‘Kennel’ book imagines hard holiday
Published 9:14 pm Wednesday, December 23, 2015
A Whaleyville woman started imagining what it would be like for her beloved dog Tuffy to be in a kennel during Christmas, and that led to her first book.
Jolene Clemmons has lived in the heart of Whaleyville since 1997, when she moved here due to her status as a Navy wife. She raised her three sons in Whaleyville, and one of those sons later married a woman central to the book’s completion.
Clemmons’ dog Tuffy “was just the love of my life,” Clemmons said. She was planning to return to New York one Christmas and didn’t know what she’d do with him.
“I thought I’d have to put him in the kennel,” she said. “My imagination just started running away.”
The story is about Tug, a dog who is caught by the dogcatcher and put in the kennel on Christmas Eve. He meets a variety of characters, each one modeled after people Clemmons knows.
The twin Siamese cats, Ling and Lang, are modeled after Clemmons and her younger sister, who are polar opposites.
“She’s the one who tried to sneak makeup into school, and I was more into sports,” Clemmons said. “I’m Lang.”
There are three “bad guys” — Fang, Rip and Digger — who try to spoil the Christmas spirit.
The superhero of the book is a pigeon named DJ, named after Donald F. Pulley Jr., who was killed in the course of his security guard work at a Virginia Beach nightclub in 2003. Clemmons said she had met Pulley a couple of times but didn’t know him well, but that his mother had been excited at the idea of the pigeon superhero being named after him.
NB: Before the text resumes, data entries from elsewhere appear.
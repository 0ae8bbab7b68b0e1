//! Schoenberg–Marsden functional: λ_j(f) = f(aux[j])
//!
//! The simplest quasi-interpolant. Reproduces linear functions away from
//! the boundary, but not quadratics.

use super::{ProjectionFunctional, Stencil, StencilTable};
use crate::approximation::{AuxiliaryGrid, grid::FIRST_BASIS};

/// Point evaluation at the auxiliary node
#[derive(Debug, Clone)]
pub struct SchoenbergMarsden {
    stencils: StencilTable,
}

impl SchoenbergMarsden {
    /// Build over every auxiliary node
    pub fn new(aux: &AuxiliaryGrid) -> Self {
        let last = FIRST_BASIS + aux.len() as i64 - 1;
        Self {
            stencils: StencilTable::from_fn(FIRST_BASIS, last, |j| Stencil::point(aux[j])),
        }
    }
}

impl ProjectionFunctional for SchoenbergMarsden {
    fn name(&self) -> &'static str {
        "Schoenberg-Marsden"
    }

    fn stencil(&self, j: i64) -> &Stencil {
        self.stencils.get(j)
    }
}
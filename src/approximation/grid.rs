//! Primary and auxiliary grids
//!
//! # Primary grid
//!
//! Uniform partition of `[left, right]` into N cells, extended by four
//! fictitious nodes so that every basis function has its full three-cell
//! support:
//!
//! ```text
//! index   -2        -1       0     1    ...   N      N+1      N+2
//! node   left-2ε  left-ε   left   ...        right  right+ε  right+2ε
//! ```
//!
//! # Auxiliary grid
//!
//! One node per basis index −2..=N−1: the midpoint of the two inner knots
//! of the basis function, `aux[i] = (grid[i+1] + grid[i+2]) / 2`, except at
//! both ends where the node is pinned to the interval boundary:
//! `aux[−2] = grid[0]`, `aux[N−1] = grid[N]`.

use std::ops::{Index, RangeInclusive};

use crate::approximation::ShiftedVector;
use crate::equation::ProblemConfiguration;
use crate::error::{FredholmError, Result};

/// First index of the primary grid
pub const FIRST_NODE: i64 = -2;

/// First basis index
pub const FIRST_BASIS: i64 = -2;

// =================================================================================================
// Primary Grid
// =================================================================================================

/// Primary grid over indices −2..=N+2
///
/// Immutable once built. Strictly increasing in index order.
#[derive(Debug, Clone, PartialEq)]
pub struct Grid {
    nodes: ShiftedVector,
    grid_points: usize,
}

impl Grid {
    /// Build the grid described by a configuration
    pub fn build(config: &ProblemConfiguration) -> Result<Self> {
        Self::uniform(config.left, config.right, config.grid_points, config.epsilon)
    }

    /// Uniform grid on `[left, right]` with N cells and fictitious offset `epsilon`
    ///
    /// # Errors
    ///
    /// Configuration error when N is zero, or when the nodes are not strictly
    /// increasing (zero-width cells, e.g. an interval too small for N in
    /// floating point).
    pub fn uniform(left: f64, right: f64, grid_points: usize, epsilon: f64) -> Result<Self> {
        if grid_points == 0 {
            return Err(FredholmError::configuration("Grid points must be at least 1"));
        }

        let n = grid_points as i64;
        let mut nodes = ShiftedVector::zeros(FIRST_NODE, n + 2);

        for i in 0..=n {
            let theta = i as f64 / grid_points as f64;
            nodes[i] = left + theta * (right - left);
        }

        nodes[-2] = nodes[0] - 2.0 * epsilon;
        nodes[-1] = nodes[0] - epsilon;
        nodes[n + 1] = nodes[n] + epsilon;
        nodes[n + 2] = nodes[n] + 2.0 * epsilon;

        let grid = Self { nodes, grid_points };

        if let Some(i) = grid.first_non_increasing() {
            return Err(FredholmError::configuration(format!(
                "Degenerate grid: node {} ({}) does not exceed node {} ({})",
                i + 1,
                grid.nodes[i + 1],
                i,
                grid.nodes[i]
            )));
        }

        Ok(grid)
    }

    /// Resolution N
    pub fn grid_points(&self) -> usize {
        self.grid_points
    }

    /// Node at `index`
    pub fn node(&self, index: i64) -> f64 {
        self.nodes[index]
    }

    /// Midpoint of the cell `[grid[index], grid[index+1]]`
    pub fn midpoint(&self, index: i64) -> f64 {
        0.5 * (self.nodes[index] + self.nodes[index + 1])
    }

    /// Left end of the interval (node 0)
    pub fn left(&self) -> f64 {
        self.nodes[0]
    }

    /// Right end of the interval (node N)
    pub fn right(&self) -> f64 {
        self.nodes[self.grid_points as i64]
    }

    /// All node indices, fictitious ones included
    pub fn node_indices(&self) -> RangeInclusive<i64> {
        self.nodes.indices()
    }

    /// Basis indices −2..=N−1
    pub fn basis_indices(&self) -> RangeInclusive<i64> {
        FIRST_BASIS..=self.last_basis()
    }

    /// Last basis index N−1
    pub fn last_basis(&self) -> i64 {
        self.grid_points as i64 - 1
    }

    /// Number of basis functions (N + 2)
    pub fn basis_count(&self) -> usize {
        self.grid_points + 2
    }

    /// Node storage
    pub fn nodes(&self) -> &ShiftedVector {
        &self.nodes
    }

    /// True when every node exceeds its predecessor
    pub fn is_strictly_increasing(&self) -> bool {
        self.first_non_increasing().is_none()
    }

    fn first_non_increasing(&self) -> Option<i64> {
        let last = self.nodes.last();
        (FIRST_NODE..last).find(|&i| !(self.nodes[i + 1] > self.nodes[i]))
    }
}

impl Index<i64> for Grid {
    type Output = f64;

    fn index(&self, index: i64) -> &f64 {
        &self.nodes[index]
    }
}

// =================================================================================================
// Auxiliary Grid
// =================================================================================================

/// Auxiliary grid over basis indices −2..=N−1
#[derive(Debug, Clone, PartialEq)]
pub struct AuxiliaryGrid {
    nodes: ShiftedVector,
}

impl AuxiliaryGrid {
    /// Derive from the primary grid
    pub fn build(grid: &Grid) -> Self {
        let last = grid.last_basis();
        let nodes = ShiftedVector::from_fn(FIRST_BASIS, last, |i| {
            if i == FIRST_BASIS {
                grid.left()
            } else if i == last {
                grid.right()
            } else {
                0.5 * (grid[i + 1] + grid[i + 2])
            }
        });
        Self { nodes }
    }

    /// Node at basis index `index`
    pub fn node(&self, index: i64) -> f64 {
        self.nodes[index]
    }

    /// Number of nodes (N + 2)
    pub fn len(&self) -> usize {
        self.nodes.len()
    }

    /// Always false
    pub fn is_empty(&self) -> bool {
        self.nodes.is_empty()
    }

    /// Node storage
    pub fn nodes(&self) -> &ShiftedVector {
        &self.nodes
    }
}

impl Index<i64> for AuxiliaryGrid {
    type Output = f64;

    fn index(&self, index: i64) -> &f64 {
        &self.nodes[index]
    }
}

// =================================================================================================
// Tests
// =================================================================================================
“You’ve got to have some kind of a superhero,” Clemmons said. “DJ became the superhero in my book.”
But after all the characters were developed and the first draft was finished, the book sat around for years for lack of an illustrator, Clemmons said.
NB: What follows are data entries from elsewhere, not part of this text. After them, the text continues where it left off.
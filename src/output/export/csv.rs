//! CSV export of sweep results
//!
//! Writes sweep data to CSV (Comma-Separated Values), readable by
//! spreadsheets, pandas, MATLAB and most analysis tools.
//!
//! # Features
//!
//! - **Sweep export**: one row per sample point, six columns
//! - **Generic columns**: any set of equally long named series
//! - **Metadata support**: optional `#` header with run parameters
//! - **Customizable**: delimiter, decimal separator, precision
//! - **Validation**: rejects NaN/Inf, empty data, mismatched lengths
//!
//! # Example
//!
//! ```rust,ignore
//! use fredholm_rs::output::export::{export_sweep_csv, CsvConfig, CsvMetadata};
//!
//! let report = run_sweep(&engine, &SweepSettings::default_for(engine.config()))?;
//! let config = CsvConfig::default().with_metadata(CsvMetadata::from_report(&report));
//!
//! export_sweep_csv(&report, "sweep.csv", Some(&config))?;
//! ```
//!
//! **Output** (`sweep.csv`):
//! ```csv
//! # Fredholm Sweep Data
//! # Generated: 2026-10-18T09:30:00+00:00
//! # Equation: Separable Sine
//! # Rule: Averaging
//! # Grid Points: 15
//! # Epsilon: 0.001
//! # Interval: [0, 1.5707963267948966]
//! #
//! point,exact,approximation,sloan,error,sloan_error
//! 0.000000,0.000000,0.000043,0.000000,0.000043,0.000000
//! ...
//! ```

use std::error::Error;
use std::fs::File;
use std::io::Write;

use crate::experiment::SweepReport;

/// Column headers of a sweep export
pub const SWEEP_HEADERS: [&str; 6] = ["point", "exact", "approximation", "sloan", "error", "sloan_error"];

// =============================================================================
// Configuration Structures
// =============================================================================

/// Configuration for CSV export
///
/// # Example
///
/// ```rust
/// use fredholm_rs::output::export::CsvConfig;
///
/// let config = CsvConfig {
///     delimiter: ';',
///     precision: 10,
///     ..Default::default()
/// };
/// assert!(!config.include_metadata);
/// ```
#[derive(Clone, Debug)]
pub struct CsvConfig {
    /// Column delimiter (default: ',')
    pub delimiter: char,

    /// Decimal separator (default: '.')
    pub decimal_separator: char,

    /// Number of decimal places (default: 6)
    pub precision: usize,

    /// Include metadata header comments (default: false)
    pub include_metadata: bool,

    /// Metadata to include in header
    pub metadata: Option<CsvMetadata>,
}

impl Default for CsvConfig {
    fn default() -> Self {
        Self {
            delimiter: ',',
            decimal_separator: '.',
            precision: 6,
            include_metadata: false,
            metadata: None,
        }
    }
}

impl CsvConfig {
    /// European CSV format (semicolon, comma for decimal)
    pub fn european() -> Self {
        Self {
            delimiter: ';',
            decimal_separator: ',',
            ..Default::default()
        }
    }

    /// High precision (12 decimal places)
    ///
    /// Errors of the better rules are below 1e-4; six places hide them.
    pub fn high_precision() -> Self {
        Self {
            precision: 12,
            ..Default::default()
        }
    }

    /// Builder pattern: set delimiter
    pub fn delimiter(mut self, delimiter: char) -> Self {
        self.delimiter = delimiter;
        self
    }

    /// Builder pattern: set precision
    pub fn precision(mut self, precision: usize) -> Self {
        self.precision = precision;
        self
    }

    /// Builder pattern: enable metadata
    pub fn with_metadata(mut self, metadata: CsvMetadata) -> Self {
        self.include_metadata = true;
        self.metadata = Some(metadata);
        self
    }
}

/// Metadata for CSV header comments
///
/// Only fields that are set are written.
#[derive(Clone, Debug, Default)]
pub struct CsvMetadata {
    /// Equation name (e.g. "Separable Sine")
    pub equation: Option<String>,

    /// Projection rule (e.g. "Averaging")
    pub rule: Option<String>,

    /// Grid resolution N
    pub grid_points: Option<usize>,

    /// Fictitious point offset
    pub epsilon: Option<f64>,

    /// Integration interval
    pub interval: Option<(f64, f64)>,

    /// Largest Sloan error of the sweep
    pub max_sloan_error: Option<f64>,

    /// Additional custom parameters
    pub custom: Vec<(String, String)>,
}

impl CsvMetadata {
    /// Metadata describing a sweep
    pub fn from_report(report: &SweepReport) -> Self {
        Self {
            equation: Some(report.equation.clone()),
            rule: Some(report.rule.name().to_string()),
            grid_points: Some(report.grid_points),
            epsilon: Some(report.epsilon),
            interval: Some(report.interval),
            max_sloan_error: Some(report.max_sloan_error()),
            custom: Vec::new(),
        }
    }

    /// Add custom parameter
    pub fn add_custom(&mut self, key: String, value: String) {
        self.custom.push((key, value));
    }
}

// =============================================================================
// Helper Functions
// =============================================================================

/// Write metadata header comments to file
fn write_metadata_header(file: &mut File, metadata: &CsvMetadata) -> Result<(), Box<dyn Error>> {
    writeln!(file, "# Fredholm Sweep Data")?;

    let now = chrono::Utc::now();
    writeln!(file, "# Generated: {}", now.to_rfc3339())?;

    if let Some(equation) = &metadata.equation {
        writeln!(file, "# Equation: {}", equation)?;
    }
    if let Some(rule) = &metadata.rule {
        writeln!(file, "# Rule: {}", rule)?;
    }
    if let Some(grid_points) = metadata.grid_points {
        writeln!(file, "# Grid Points: {}", grid_points)?;
    }
    if let Some(epsilon) = metadata.epsilon {
        writeln!(file, "# Epsilon: {}", epsilon)?;
    }
    if let Some((left, right)) = metadata.interval {
        writeln!(file, "# Interval: [{}, {}]", left, right)?;
    }
    if let Some(error) = metadata.max_sloan_error {
        writeln!(file, "# Max Sloan Error: {:e}", error)?;
    }

    for (key, value) in &metadata.custom {
        writeln!(file, "# {}: {}", key, value)?;
    }

    writeln!(file, "#")?;
    Ok(())
}

/// Format number with configured precision and decimal separator
fn format_number(value: f64, config: &CsvConfig) -> String {
    let formatted = format!("{:.prec$}", value, prec = config.precision);

    if config.decimal_separator != '.' {
        formatted.replace('.', &config.decimal_separator.to_string())
    } else {
        formatted
    }
}

// =============================================================================
// Export Functions
// =============================================================================

/// Export named columns of equal length
///
/// # Errors
///
/// - no columns, or empty columns
/// - header count differs from column count
/// - columns of different lengths
/// - NaN or Inf values
/// - file creation / write errors
pub fn export_columns_csv(
    headers: &[&str],
    columns: &[Vec<f64>],
    output_path: &str,
    configuration: Option<&CsvConfig>,
) -> Result<(), Box<dyn Error>> {
    // ============================= Validation =============================

    if columns.is_empty() || columns[0].is_empty() {
        return Err("Empty data: at least one non-empty column is required".into());
    }

    if headers.len() != columns.len() {
        return Err(format!(
            "Data length mismatch: {} headers versus {} columns",
            headers.len(),
            columns.len()
        )
        .into());
    }

    let rows = columns[0].len();
    for (header, column) in headers.iter().zip(columns) {
        if column.len() != rows {
            return Err(format!(
                "Column [{}] length mismatch: {} values versus {} rows",
                header,
                column.len(),
                rows
            )
            .into());
        }
        if column.iter().any(|v| !v.is_finite()) {
            return Err(format!("Invalid data: NaN or Inf detected in column {}", header).into());
        }
    }

    // ============================= Configuration ==========================

    let binding = CsvConfig::default();
    let configuration = configuration.unwrap_or(&binding);
    let delimiter = configuration.delimiter.to_string();

    // ============================= Open File ==============================

    let mut file = File::create(output_path)?;

    // ============================= Write Metadata =========================

    if configuration.include_metadata {
        if let Some(metadata) = &configuration.metadata {
            write_metadata_header(&mut file, metadata)?;
        }
    }

    // ============================= Write Header ===========================

    writeln!(file, "{}", headers.join(&delimiter))?;

    // ============================= Write Data =============================

    for i in 0..rows {
        let line: Vec<String> = columns
            .iter()
            .map(|column| format_number(column[i], configuration))
            .collect();
        writeln!(file, "{}", line.join(&delimiter))?;
    }

    Ok(())
}

/// Export a sweep: point, exact, approximation, sloan, error, sloan_error
///
/// # Example
///
/// ```rust,ignore
/// export_sweep_csv(&report, "sweep.csv", None)?;
/// ```
pub fn export_sweep_csv(
    report: &SweepReport,
    output_path: &str,
    configuration: Option<&CsvConfig>,
) -> Result<(), Box<dyn Error>> {
    let column = |f: fn(&crate::experiment::SweepRow) -> f64| -> Vec<f64> {
        report.rows.iter().map(f).collect()
    };

    let columns = vec![
        column(|row| row.point),
        column(|row| row.exact),
        column(|row| row.approximation),
        column(|row| row.sloan),
        column(|row| row.error),
        column(|row| row.sloan_error),
    ];

    export_columns_csv(&SWEEP_HEADERS, &columns, output_path, configuration)
}

// =================================================================================================
// Tests
// =================================================================================================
“I pitched it to a lot of people, and I couldn’t get anybody to do it,” she said. “With a kids’ book, you need to have something for them to look at.”
But a couple of years ago, one of her sons married a woman who turned out to be an artist.
“She made my book complete,” Clemmons said of her daughter-in-law, Elise Iannacito. “She saved the day.”
“Christmas in the Kennel” has traveled far and wide, Clemmons said. She sent two copies to Brazil, and a friend of hers recently gave one to a woman she met on an airplane. Locally, she’s read it at the Blackwater Regional Library and hopes to be invited back to read the sequel once it’s completed.
Clemmons said the book is “all about finding the spirit of Christmas and love and peace and hope and togetherness. Whoever surrounds you, you make it a family.”
Clemmons said her husband, Ed Ward, has been supportive of her efforts.
The book is available on Amazon by searching “Christmas in the Kennel” in the books section.